1 [16] This is not strictly accurate. I could never write autobiography; I lack a protagonist.
2 [55] Truth be known, chariots of fire get lousy mileage, and the pavement melts, which is embarrassing if you’ve been at a light for a while. Also, who needs a flaming chariot in New York? Where would you park it? [Dear Sirs, I herewith return Stock New York Joke #7, slightly soiled. Any consideration you could give me on the deposit would be much appreciated.]

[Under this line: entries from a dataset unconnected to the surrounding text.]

//! Evaluation of a fitted spherical spline.

use std::sync::Arc;

use glam::DVec3;
use rayon::prelude::*;
use thiserror::Error;

use super::kernel::{AFFINE_TERMS, kernel, kernel_gradient};
use crate::geometry::{d_dphi, d_dtheta, unit_vector};

/// How evaluation coordinates are combined.
#[derive(Debug, Clone, Copy, PartialEq, Eq)]
pub enum EvalMode {
    /// `lats[i]` is paired with `lons[i]`; both slices must be the same length.
    Scattered,
    /// Every `lats[i]` is combined with every `lons[j]`.
    ///
    /// Output is row-major with one row per colatitude: index `i * lons.len() + j`.
    Grid,
}

/// Errors raised while evaluating a fitted field.
#[derive(Error, Debug, Clone, PartialEq, Eq)]
pub enum EvalError {
    #[error("Scattered evaluation needs paired coordinates: {lats} colatitudes, {lons} longitudes")]
    LengthMismatch { lats: usize, lons: usize },
}

/// A smooth field fitted to one snapshot of scattered samples.
///
/// The field is `g(x) = Σ wⱼ |x − xⱼ|³ + a₀ + a₁x + a₂y + a₃z` for unit
/// vectors `x`. Angular derivatives are the ambient gradient projected on the
/// coordinate tangents, so they are exact for the fitted function.
#[derive(Debug, Clone)]
pub struct FittedField {
    centers: Arc<[DVec3]>,
    weights: Vec<f64>,
    affine: [f64; AFFINE_TERMS],
    smoothing: f64,
}

impl FittedField {
    pub(super) fn new(
        centers: Arc<[DVec3]>,
        weights: Vec<f64>,
        affine: [f64; AFFINE_TERMS],
        smoothing: f64,
    ) -> Self {
        Self {
            centers,
            weights,
            affine,
            smoothing,
        }
    }

    /// Number of samples the field was fitted to.
    pub fn len(&self) -> usize {
        self.centers.len()
    }

    /// Returns true if the field carries no samples.
    pub fn is_empty(&self) -> bool {
        self.centers.is_empty()
    }

    /// Smoothing factor used for the fit.
    pub fn smoothing(&self) -> f64 {
        self.smoothing
    }

    /// Field value at colatitude `theta`, longitude `phi`.
    pub fn value_at(&self, theta: f64, phi: f64) -> f64 {
        let x = unit_vector(theta, phi);
        let [a0, a1, a2, a3] = self.affine;
        let radial: f64 = self
            .centers
            .iter()
            .zip(&self.weights)
            .map(|(c, w)| w * kernel(x.distance(*c)))
            .sum();
        radial + a0 + a1 * x.x + a2 * x.y + a3 * x.z
    }

    /// Gradient of the field's ambient extension at the unit vector `x`.
    fn ambient_gradient(&self, x: DVec3) -> DVec3 {
        let [_, a1, a2, a3] = self.affine;
        let radial: DVec3 = self
            .centers
            .iter()
            .zip(&self.weights)
            .map(|(c, w)| *w * kernel_gradient(x, *c))
            .sum();
        radial + DVec3::new(a1, a2, a3)
    }

    /// `∂g/∂θ` at colatitude `theta`, longitude `phi`.
    pub fn dtheta_at(&self, theta: f64, phi: f64) -> f64 {
        self.ambient_gradient(unit_vector(theta, phi))
            .dot(d_dtheta(theta, phi))
    }

    /// `∂g/∂φ` at colatitude `theta`, longitude `phi`.
    pub fn dphi_at(&self, theta: f64, phi: f64) -> f64 {
        self.ambient_gradient(unit_vector(theta, phi))
            .dot(d_dphi(theta, phi))
    }

    /// Both angular partials `(∂g/∂θ, ∂g/∂φ)` from one gradient evaluation.
    pub fn angular_gradient_at(&self, theta: f64, phi: f64) -> (f64, f64) {
        let g = self.ambient_gradient(unit_vector(theta, phi));
        (g.dot(d_dtheta(theta, phi)), g.dot(d_dphi(theta, phi)))
    }

    /// Evaluates the field.
    ///
    /// # Arguments
    /// * `lats` - Colatitudes in radians
    /// * `lons` - Longitudes in radians
    /// * `mode` - Pairing of the two coordinate slices, see [`EvalMode`]
    pub fn evaluate(&self, lats: &[f64], lons: &[f64], mode: EvalMode) -> Result<Vec<f64>, EvalError> {
        sample(lats, lons, mode, |t, p| self.value_at(t, p))
    }

    /// Evaluates `∂g/∂θ` with the same coordinate semantics as [`Self::evaluate`].
    pub fn evaluate_dtheta(&self, lats: &[f64], lons: &[f64], mode: EvalMode) -> Result<Vec<f64>, EvalError> {
        sample(lats, lons, mode, |t, p| self.dtheta_at(t, p))
    }

    /// Evaluates `∂g/∂φ` with the same coordinate semantics as [`Self::evaluate`].
    pub fn evaluate_dphi(&self, lats: &[f64], lons: &[f64], mode: EvalMode) -> Result<Vec<f64>, EvalError> {
        sample(lats, lons, mode, |t, p| self.dphi_at(t, p))
    }
}

fn sample<F>(lats: &[f64], lons: &[f64], mode: EvalMode, f: F) -> Result<Vec<f64>, EvalError>
where
    F: Fn(f64, f64) -> f64 + Sync,
{
    match mode {
        EvalMode::Scattered => {
            if lats.len() != lons.len() {
                return Err(EvalError::LengthMismatch {
                    lats: lats.len(),
                    lons: lons.len(),
                });
            }
            Ok(lats
                .par_iter()
                .zip(lons.par_iter())
                .map(|(&t, &p)| f(t, p))
                .collect())
        }
        EvalMode::Grid => {
            let cols = lons.len();
            Ok((0..lats.len() * cols)
                .into_par_iter()
                .map(|k| f(lats[k / cols], lons[k % cols]))
                .collect())
        }
    }
}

3 [59] Scott Adsit has a regular role on 30 Rock as TGS’s producer. He, Tina Fey, Scott Allman, Jenna Jolovitz, Rachel Dratch, and Kevin Dorff, were the cast of Piñata Full of Bees, the groundbreaking show on the mainstage of The Second City in Chicago, in (as I remember it) 1996. Jolovitz, by the way, is the best bullshit artist (term of art) since Severn Darden. I'm sorry not to see her anymore.
4 [64] For ten years, I’d had a crush on Rachel Dratch. I was thrilled when she was cast as Jenna for 30 Rock; alas, NBC replaced her with Jane Krakowski. A fine comedienne, but not the same. Rachel appeared in various roles throughout the first season.
5 [116] This is an epithet. Gotta have epithets in Heroic Epics.
6 [152] With this, I have exceeded my month’s quota of “galoots,” but it’s too much fun to drop. Say it with me: Galoots.
7 [158] This is ostinato. I hope you relish it as much as I.